Au moment où le marché du fourrage s’emballe, celui du bétail s’effondre. La chute des cours varie de 30 à 50%. Le mouton qui était cédé il y a un mois de cela à 25 000 dinars, se négocie entre 12 000 et
15 000 DA, une brebis qui valait 20 000 DA, décroche sous le seuil des 10 000 DA. Des éleveurs rencontrés au marché hebdomadaire de Tazmalt sont, à l’évidence, tombés des nues de devoir se résoudre à céder leurs bêtes contre des clopinettes.
Mehdi, éleveur dans la région, résume la tourmente qui l’habite par cette sentence sans appel : « Nos espoirs sont anéantis ». Possédant un troupeau d’ovins, Mohand s’est vu contraint d’en bazarder la moitié après avoir acquis la certitude que la reprise des cours du marché est illusoire : « J’ai décidé de revendre même à bas prix pour pouvoir au moins rembourser le crédit contracté auprès d’un ami », nous explique-t-il désabusé. Les éleveurs sont en fait, confrontés à un sérieux dilemme : se délester de leurs bêtes à prix sacrifié ou continuer à les entretenir à prix d’or.
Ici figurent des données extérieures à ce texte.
//! G1: validated scan configuration, independent of any CLI crate.

use crate::blockset::BlockSet;
use crate::decode::{ByteOrder, EncodingKind};
use crate::error::{ScanError, ScanOutcome};
use crate::filter::Filter;
use crate::process::Kind as RegionKind;

pub const DEFAULT_MIN_LENGTH: u8 = 3;
pub const DEFAULT_BUFFER_SIZE: usize = 1024 * 1024;
pub const MAX_BUFFER_SIZE: usize = i32::MAX as usize;

#[derive(Debug, Clone)]
pub enum SourceSelector {
    File(std::path::PathBuf),
    Processes(Vec<u32>),
}

#[derive(Debug, Clone, Copy, PartialEq, Eq)]
pub struct EncodingSet {
    ascii: bool,
    utf8: bool,
    utf16le: bool,
    utf16be: bool,
}

impl EncodingSet {
    pub fn new(ascii: bool, utf8: bool, utf16le: bool, utf16be: bool) -> Self {
        Self {
            ascii,
            utf8,
            utf16le,
            utf16be,
        }
    }

    pub fn default_set() -> Self {
        Self::new(false, true, true, false)
    }

    /// Drops ASCII when UTF-8 is also selected: UTF-8 is a superset for
    /// printable characters in any chosen block set, so keeping both
    /// would duplicate every ASCII run as a UTF-8 run.
    pub fn normalized(mut self) -> Self {
        if self.utf8 && self.ascii {
            self.ascii = false;
        }
        self
    }

    pub fn kinds(&self) -> Vec<EncodingKind> {
        let mut kinds = Vec::new();
        if self.ascii {
            kinds.push(EncodingKind::Ascii);
        }
        if self.utf8 {
            kinds.push(EncodingKind::Utf8);
        }
        if self.utf16le {
            kinds.push(EncodingKind::Utf16(ByteOrder::Le));
        }
        if self.utf16be {
            kinds.push(EncodingKind::Utf16(ByteOrder::Be));
        }
        kinds
    }

    pub fn is_empty(&self) -> bool {
        !self.ascii && !self.utf8 && !self.utf16le && !self.utf16be
    }
}

/// The validated, crate-internal configuration for one scan.
///
/// Construct via [`ScanConfig::new`]; all §6 option validation happens
/// there, never at the point of use.
#[derive(Debug, Clone)]
pub struct ScanConfig {
    pub source: SourceSelector,
    pub encodings: EncodingSet,
    pub blocks: BlockSet,
    pub start_offset: u64,
    pub bytes_to_scan: u64,
    pub min_length: u8,
    pub buffer_size: usize,
    pub exclude_control_cp: bool,
    pub region_mask: Vec<RegionKind>,
    pub filter: Filter,
    pub sync: bool,
    pub parallel_items: bool,
}

impl ScanConfig {
    #[allow(clippy::too_many_arguments)]
    pub fn new(
        source: SourceSelector,
        encodings: EncodingSet,
        blocks: BlockSet,
        start_offset: u64,
        bytes_to_scan: u64,
        min_length: u8,
        buffer_size: usize,
        exclude_control_cp: bool,
        region_mask: Vec<RegionKind>,
        filter: Filter,
        sync: bool,
        parallel_items: bool,
    ) -> ScanOutcome<Self> {
        if min_length == 0 {
            return Err(ScanError::Config(
                "min_length must be a positive integer".to_string(),
            ));
        }
        if buffer_size == 0 {
            return Err(ScanError::Config(
                "buffer_size must be a positive integer".to_string(),
            ));
        }
        if buffer_size > MAX_BUFFER_SIZE {
            return Err(ScanError::Config(format!(
                "buffer_size {buffer_size} exceeds the maximum of {MAX_BUFFER_SIZE}"
            )));
        }
        let encodings = encodings.normalized();
        if encodings.is_empty() {
            return Err(ScanError::Config(
                "at least one encoding must be selected".to_string(),
            ));
        }
        if region_mask.is_empty() {
            return Err(ScanError::Config(
                "region_mask must name at least one region kind".to_string(),
            ));
        }

        Ok(Self {
            source,
            encodings,
            blocks,
            start_offset,
            bytes_to_scan,
            min_length,
            buffer_size,
            exclude_control_cp,
            region_mask,
            filter,
            sync,
            parallel_items,
        })
    }

    /// Range validation that needs the source's length, performed by
    /// the orchestrator at source-open time (step 2 of §4.6): not
    /// folded into `new` because the length isn't known until then.
    pub fn validate_against_length(&self, length: u64) -> ScanOutcome<(u64, u64)> {
        if self.start_offset >= length {
            return Err(ScanError::OutOfRange(format!(
                "start_offset {} is not less than source length {length}",
                self.start_offset
            )));
        }
        let remaining = length - self.start_offset;
        let bytes_to_scan = if self.bytes_to_scan == 0 {
            remaining
        } else {
            self.bytes_to_scan
        };
        if bytes_to_scan > remaining {
            return Err(ScanError::OutOfRange(format!(
                "bytes_to_scan {bytes_to_scan} exceeds remaining length {remaining}"
            )));
        }
        let buffer_size = (self.buffer_size as u64).min(length.max(1)) as u64;
        Ok((bytes_to_scan, buffer_size))
    }
}

#[cfg(test)]
mod tests {
    use super::*;

    fn config(min_length: u8, buffer_size: usize) -> ScanOutcome<ScanConfig> {
        ScanConfig::new(
            SourceSelector::File("/tmp/x".into()),
            EncodingSet::default_set(),
            BlockSet::new(),
            0,
            0,
            min_length,
            buffer_size,
            true,
            vec![RegionKind::PrivateData],
            Filter::none(),
            false,
            false,
        )
    }

    #[test]
    fn zero_min_length_is_rejected() {
        assert!(matches!(config(0, 1024), Err(ScanError::Config(_))));
    }

    #[test]
    fn zero_buffer_size_is_rejected() {
        assert!(matches!(config(3, 0), Err(ScanError::Config(_))));
    }

    #[test]
    fn ascii_is_dropped_when_utf8_also_selected() {
        let set = EncodingSet::new(true, true, false, false).normalized();
        assert_eq!(set.kinds(), vec![EncodingKind::Utf8]);
    }

    #[test]
    fn out_of_range_start_offset_is_rejected() {
        let cfg = config(3, 1024).unwrap();
        let mut cfg = cfg;
        cfg.start_offset = 100;
        assert!(matches!(
            cfg.validate_against_length(100),
            Err(ScanError::OutOfRange(_))
        ));
    }

    #[test]
    fn zero_bytes_to_scan_means_all_remaining() {
        let cfg = config(3, 1024).unwrap();
        let (bytes_to_scan, _) = cfg.validate_against_length(500).unwrap();
        assert_eq!(bytes_to_scan, 500);
    }
}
Dans les deux cas, le manque à gagner est inéluctable. « Avec un quintal de son à 4500 dinars, un quintal d’orge à 3500 dinars, une botte de foin à 450 DA et une botte de paille à plus de 200 DA, l’éleveur fonce tout droit dans le mur », analyse un éleveur fraîchement reconverti dans la filière.